F 1 - Score = 2 \times \frac{Precision \times Recall}{Precision + Recall}

(4)

Matthews correlation coefficient (MCC) is one of the best measures to summarize a confusion matrix and the quality of a binary classification. Simply, it is a correlation coefficient between observed and predicted binary classification, and it will only have good results if all four categories inside a confusion matrix have good results.

MCC = \frac{(TP \times TN) - (FP \times FN)}{\sqrt{((TP + FP) (TP + FN) (TN + FP) (TN + FN))}}

(5)

We will use accuracy, F1-score, and Matthews correlation coefficient to compare the findings of this study with the previous related literature since the accuracy statistic is frequently used to assess the effectiveness of machine learning algorithms. Accuracy could be misleading when working with imbalanced datasets because it would predict based on the majority class, but this was addressed using different sampling techniques to remove bias. The F1-score and MCC metrics were used due to their ability to showcase the quality of the results.

5.2. Model Estimation and Optimization

We split the dataset into training and testing datasets using ten different folds and k-fold cross-validation. The k-fold cross-validation technique helps split the dataset into multiple subsets of training and testing, which helps verify a model’s performance by choosing different sets at each iteration to serve as training and testing datasets, which helps with utilizing the whole dataset, shuffling the data and making sure to remove any bias. K is the parameter that indicates the number of folds. Figure 3 displays the method of k-cross validation [36].

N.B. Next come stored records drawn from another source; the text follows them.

impl Database {
    /// Open or create the SQLite database.
    pub fn open<P: AsRef<Path>>(path: P) -> Result<Self, StoreError> {
        let conn = Connection::open(path.as_ref())?;

        // WAL for concurrent reads; foreign keys are per-connection and
        // off unless the build says otherwise, so pin them on.
        conn.execute_batch(
            "PRAGMA journal_mode=WAL; PRAGMA synchronous=NORMAL; PRAGMA foreign_keys=ON;",
        )?;

        // Create tables
        conn.execute_batch(
            "
            CREATE TABLE IF NOT EXISTS users (
                id INTEGER PRIMARY KEY,
                email TEXT NOT NULL UNIQUE,
                password TEXT NOT NULL
            );

            CREATE TABLE IF NOT EXISTS events (
                id INTEGER PRIMARY KEY,
                user_id INTEGER NOT NULL REFERENCES users(id),
                title TEXT NOT NULL,
                start_time TEXT NOT NULL,
                end_time TEXT NOT NULL,
                description TEXT,
                participants TEXT NOT NULL DEFAULT '[]',
                timezone TEXT NOT NULL DEFAULT '',
                started INTEGER NOT NULL DEFAULT 0
            );
            CREATE INDEX IF NOT EXISTS idx_events_owner_start ON events(user_id, start_time);

            CREATE TABLE IF NOT EXISTS jobs (
                job_id TEXT PRIMARY KEY,
                event_id INTEGER NOT NULL,
                fire_at TEXT NOT NULL,
                status TEXT NOT NULL DEFAULT 'pending',
                created_at TEXT NOT NULL DEFAULT (datetime('now'))
            );
            ",
        )?;

        info!(path = %path.as_ref().display(), "database initialized");

        Ok(Self {
            conn: Mutex::new(conn),
        })
    }

    // =========================================================================
    // Users
    // =========================================================================

    /// Create a user. Fails with [`StoreError::DuplicateEmail`] if the email
    /// is already registered.
    pub fn create_user(&self, email: &str, password: &str) -> Result<UserRow, StoreError> {
        let conn = self.conn.lock().unwrap();
        let result = conn.execute(
            "INSERT INTO users (email, password) VALUES (?1, ?2)",
            params![email, password],
        );

        match result {
            Ok(_) => Ok(UserRow {
                id: conn.last_insert_rowid(),
                email: email.to_string(),
                password: password.to_string(),
            }),
            Err(rusqlite::Error::SqliteFailure(e, _))
                if e.code == rusqlite::ErrorCode::ConstraintViolation =>
            {
                Err(StoreError::DuplicateEmail(email.to_string()))
            }
            Err(e) => Err(e.into()),
        }
    }

    /// Look up a user by email.
    pub fn find_user_by_email(&self, email: &str) -> Result<Option<UserRow>, StoreError> {
        let conn = self.conn.lock().unwrap();
        let row = conn
            .query_row(
                "SELECT id, email, password FROM users WHERE email = ?1",
                params![email],
                map_user,
            )
            .optional()?;
        Ok(row)
    }

    /// Look up a user by id.
    pub fn get_user(&self, id: i64) -> Result<Option<UserRow>, StoreError> {
        let conn = self.conn.lock().unwrap();
        let row = conn
            .query_row(
                "SELECT id, email, password FROM users WHERE id = ?1",
                params![id],
                map_user,
            )
            .optional()?;
        Ok(row)
    }

    // =========================================================================
    // Events
    // =========================================================================

    /// Find any event of `owner_id` whose interval overlaps `[start, end]`.
    ///
    /// Closed-interval semantics: touching endpoints count as overlap.
    /// `exclude` skips one event id (used when re-checking an update in
    /// place).
    pub fn find_overlapping(
        &self,
        owner_id: i64,
        start: DateTime<Utc>,
        end: DateTime<Utc>,
        exclude: Option<i64>,
    ) -> Result<Option<EventRow>, StoreError> {
        let conn = self.conn.lock().unwrap();
        Self::find_overlapping_in(&conn, owner_id, start, end, exclude)
    }

    fn find_overlapping_in(
        conn: &Connection,
        owner_id: i64,
        start: DateTime<Utc>,
        end: DateTime<Utc>,
        exclude: Option<i64>,
    ) -> Result<Option<EventRow>, StoreError> {
        let row = conn
            .query_row(
                &format!(
                    "SELECT {EVENT_COLUMNS} FROM events
                     WHERE user_id = ?1 AND start_time <= ?2 AND end_time >= ?3
                       AND (?4 IS NULL OR id != ?4)
                     LIMIT 1"
                ),
                params![owner_id, end, start, exclude],
                map_event,
            )
            .optional()?;
        Ok(row)
    }

    fn check_event_invariants(
        title: &str,
        start: DateTime<Utc>,
        end: DateTime<Utc>,
    ) -> Result<(), StoreError> {
        if title.trim().is_empty() {
            return Err(StoreError::EmptyTitle);
        }
        if start > end {
            return Err(StoreError::InvalidRange);
        }
        Ok(())
    }

    /// Create an event. The overlap check and the insert run inside one
    /// transaction: a conflicting concurrent create cannot slip between
    /// check and commit.
    pub fn create_event(&self, owner_id: i64, event: &NewEvent) -> Result<EventRow, StoreError> {
        Self::check_event_invariants(&event.title, event.start_time, event.end_time)?;

        let mut conn = self.conn.lock().unwrap();
        let tx = conn.transaction()?;

        if let Some(existing) = Self::find_overlapping_in(
            &tx,
            owner_id,
            event.start_time,
            event.end_time,
            None,
        )? {
            // Dropping the transaction rolls back; nothing was written yet.
            return Err(StoreError::Overlap {
                existing_id: existing.id,
            });
        }

        tx.execute(
            "INSERT INTO events
             (user_id, title, start_time, end_time, description, participants, timezone, started)
             VALUES (?1, ?2, ?3, ?4, ?5, ?6, ?7, 0)",
            params![
                owner_id,
                event.title,
                event.start_time,
                event.end_time,
                event.description,
                serde_json::to_string(&event.participants).unwrap_or_default(),
                event.timezone,
            ],
        )?;
        let id = tx.last_insert_rowid();
        tx.commit()?;

        Ok(EventRow {
            id,
            user_id: owner_id,
            title: event.title.clone(),
            start_time: event.start_time,
            end_time: event.end_time,
            description: event.description.clone(),
            participants: event.participants.clone(),
            timezone: event.timezone.clone(),
            started: false,
        })
    }

    /// Get an event scoped to its owner. Cross-owner lookups return `None`.
    pub fn get_event_for_owner(
        &self,
        id: i64,
        owner_id: i64,
    ) -> Result<Option<EventRow>, StoreError> {
        let conn = self.conn.lock().unwrap();
        let row = conn
            .query_row(
                &format!("SELECT {EVENT_COLUMNS} FROM events WHERE id = ?1 AND user_id = ?2"),
                params![id, owner_id],
                map_event,
            )
            .optional()?;
        Ok(row)
    }

    /// Get an event by id without owner scoping (dispatcher path).
    pub fn get_event(&self, id: i64) -> Result<Option<EventRow>, StoreError> {
        let conn = self.conn.lock().unwrap();
        let row = conn
            .query_row(
                &format!("SELECT {EVENT_COLUMNS} FROM events WHERE id = ?1"),
                params![id],
                map_event,
            )
            .optional()?;
        Ok(row)
    }

    /// List an owner's events ordered by start time ascending.
    pub fn list_events(&self, owner_id: i64) -> Result<Vec<EventRow>, StoreError> {
        let conn = self.conn.lock().unwrap();
        let mut stmt = conn.prepare(&format!(
            "SELECT {EVENT_COLUMNS} FROM events WHERE user_id = ?1 ORDER BY start_time ASC"
        ))?;

        let rows = stmt
            .query_map(params![owner_id], map_event)?
            .collect::<Result<Vec<_>, _>>()?;
        Ok(rows)
    }

    /// Apply a partial update to an event. Returns the updated row, or
    /// `None` if the event is not owned by `owner_id`.
    ///
    /// When `check_overlap` is set, the patched interval is re-checked
    /// against the owner's other events (excluding this one) inside the same
    /// transaction. The original system never re-checked on update, so the
    /// service layer leaves this off by default.
    pub fn update_event(
        &self,
        id: i64,
        owner_id: i64,
        patch: &EventPatch,
        check_overlap: bool,
    ) -> Result<Option<EventRow>, StoreError> {
        let mut conn = self.conn.lock().unwrap();
        let tx = conn.transaction()?;

        let Some(mut event) = tx
            .query_row(
                &format!("SELECT {EVENT_COLUMNS} FROM events WHERE id = ?1 AND user_id = ?2"),
                params![id, owner_id],
                map_event,
            )
            .optional()?
        else {
            return Ok(None);
        };

        if let Some(title) = &patch.title {
            event.title = title.clone();
        }
        if let Some(start) = patch.start_time {
            event.start_time = start;
        }
        if let Some(end) = patch.end_time {
            event.end_time = end;
        }
        if let Some(description) = &patch.description {
            event.description = Some(description.clone());
        }
        if let Some(participants) = &patch.participants {
            event.participants = participants.clone();
        }
        if let Some(timezone) = &patch.timezone {
            event.timezone = timezone.clone();
        }

        // The patched row must satisfy the same invariants as a new one
        Self::check_event_invariants(&event.title, event.start_time, event.end_time)?;

        if check_overlap {
            if let Some(existing) = Self::find_overlapping_in(
                &tx,
                owner_id,
                event.start_time,
                event.end_time,
                Some(id),
            )? {
                return Err(StoreError::Overlap {
                    existing_id: existing.id,
                });
            }
        }

        tx.execute(
            "UPDATE events
             SET title = ?1, start_time = ?2, end_time = ?3, description = ?4,
                 participants = ?5, timezone = ?6
             WHERE id = ?7",
            params![
                event.title,
                event.start_time,
                event.end_time,
                event.description,
                serde_json::to_string(&event.participants).unwrap_or_default(),
                event.timezone,
                id,
            ],
        )?;
        tx.commit()?;

        Ok(Some(event))
    }

    /// Delete an owner's event. Returns whether a row was removed.
    pub fn delete_event(&self, id: i64, owner_id: i64) -> Result<bool, StoreError> {
        let conn = self.conn.lock().unwrap();
        let changed = conn.execute(
            "DELETE FROM events WHERE id = ?1 AND user_id = ?2",
            params![id, owner_id],
        )?;
        Ok(changed > 0)
    }

    /// Claim the `started` flag. Returns `true` iff this call flipped it,
    /// i.e. the caller won the right to send the notification.
    pub fn mark_started(&self, event_id: i64) -> Result<bool, StoreError> {
        let conn = self.conn.lock().unwrap();
        let changed = conn.execute(
            "UPDATE events SET started = 1 WHERE id = ?1 AND started = 0",
            params![event_id],
        )?;
        Ok(changed > 0)
    }

    // =========================================================================
    // Scheduler jobs
    // =========================================================================

    /// Persist a pending job. Fails with [`StoreError::DuplicateJob`] if a
    /// row with this id already exists.
    pub fn insert_job(
        &self,
        job_id: &str,
        event_id: i64,
        fire_at: DateTime<Utc>,
    ) -> Result<(), StoreError> {
        let conn = self.conn.lock().unwrap();
        let result = conn.execute(
            "INSERT INTO jobs (job_id, event_id, fire_at, status) VALUES (?1, ?2, ?3, 'pending')",
            params![job_id, event_id, fire_at],
        );

        match result {
            Ok(_) => Ok(()),
            Err(rusqlite::Error::SqliteFailure(e, _))
                if e.code == rusqlite::ErrorCode::ConstraintViolation =>
            {
                Err(StoreError::DuplicateJob(job_id.to_string()))
            }
            Err(e) => Err(e.into()),
        }
    }

    /// Move a pending job's fire time. Fails with
    /// [`StoreError::JobNotFound`] if no pending row matches.
    pub fn update_job_fire_at(
        &self,
        job_id: &str,
        fire_at: DateTime<Utc>,
    ) -> Result<(), StoreError> {
        let conn = self.conn.lock().unwrap();
        let changed = conn.execute(
            "UPDATE jobs SET fire_at = ?1 WHERE job_id = ?2 AND status = 'pending'",
            params![fire_at, job_id],
        )?;
        if changed == 0 {
            return Err(StoreError::JobNotFound(job_id.to_string()));
        }
        Ok(())
    }

    /// Remove a job row. Not an error if absent.
    pub fn delete_job(&self, job_id: &str) -> Result<(), StoreError> {
        let conn = self.conn.lock().unwrap();
        conn.execute("DELETE FROM jobs WHERE job_id = ?1", params![job_id])?;
        Ok(())
    }

    /// Record a terminal status for a job (e.g. `failed`). The row stays
    /// for inspection but is out of the pending set.
    pub fn set_job_status(&self, job_id: &str, status: &str) -> Result<(), StoreError> {
        let conn = self.conn.lock().unwrap();
        conn.execute(
            "UPDATE jobs SET status = ?1 WHERE job_id = ?2",
            params![status, job_id],
        )?;
        Ok(())
    }

    /// Load all pending jobs (startup recovery).
    pub fn load_pending_jobs(&self) -> Result<Vec<JobRow>, StoreError> {
        let conn = self.conn.lock().unwrap();
        let mut stmt = conn.prepare(
            "SELECT job_id, event_id, fire_at FROM jobs WHERE status = 'pending' ORDER BY fire_at ASC",
        )?;

        let rows = stmt
            .query_map([], |row| {
                Ok(JobRow {
                    job_id: row.get(0)?,
                    event_id: row.get(1)?,
                    fire_at: row.get(2)?,
                })
            })?
            .collect::<Result<Vec<_>, _>>()?;
        Ok(rows)
    }
}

We also performed dimensionality reduction, which is the transformation of data from a high-dimensional space into a low-dimensional space so that the low-dimensional representation has meaningful properties of the originating dataset, ideally close to its intrinsic dimension; because working with data in a high-dimensional space is usually undesirable and computationally hard, lowering the dimensionality of data could boost the performance of a model.

We used principal component analysis (PCA), which is considered the main linear technique for reducing dimensionality. PCA performs a linear mapping of the data to a lower-dimensional space in such a way that the variance of the data in the low-dimensional representation is maximized.

In principle, this will boost the effectiveness of our model and lower the needed features. PCA was applied, where 16 principal components were identified. Unfortunately, in our case, it caused a loss of information and problems with data interpretation since it uses linear combinations of original variables; this led to a drop in accuracy from 99.41% to 93.01%. Likewise, F1-score also dropped from 99.37% to 92.15%. Lastly, MCC also dropped from 0.988 to 0.888. The model performed better by utilizing all features of the ADS-MI-2022 dataset with no linear combinations or dimensionality reductions. So, we continued testing our model by utilizing all of the features of the ADS-MI-2022 dataset.

5.3. Model Analysis

5.3.1. Binary Classification

A model that forecasts the class of supplied datasets is called a machine learning classifier model. In supervised learning, test datasets that the machine learning model has never seen before are used to test and evaluate the model after it has been trained with potential attacks using training data. Multiple classifiers were tested while the suggested machine learning model was constructed to attain the best outcomes. The best outcome was found between 20–30% training set size. We have decided to go ahead and continue with 30% to have an optimal training set size and to be more robust to unknown attacks, as the model is intended to be as efficient as possible. It has shown some positive effects on the different binary classification results. The top three used ML classifiers evaluated for this work are listed in Table 7. Random forest was utilized to form an ensemble machine learning classifier from the classifiers described since it produced better overall results.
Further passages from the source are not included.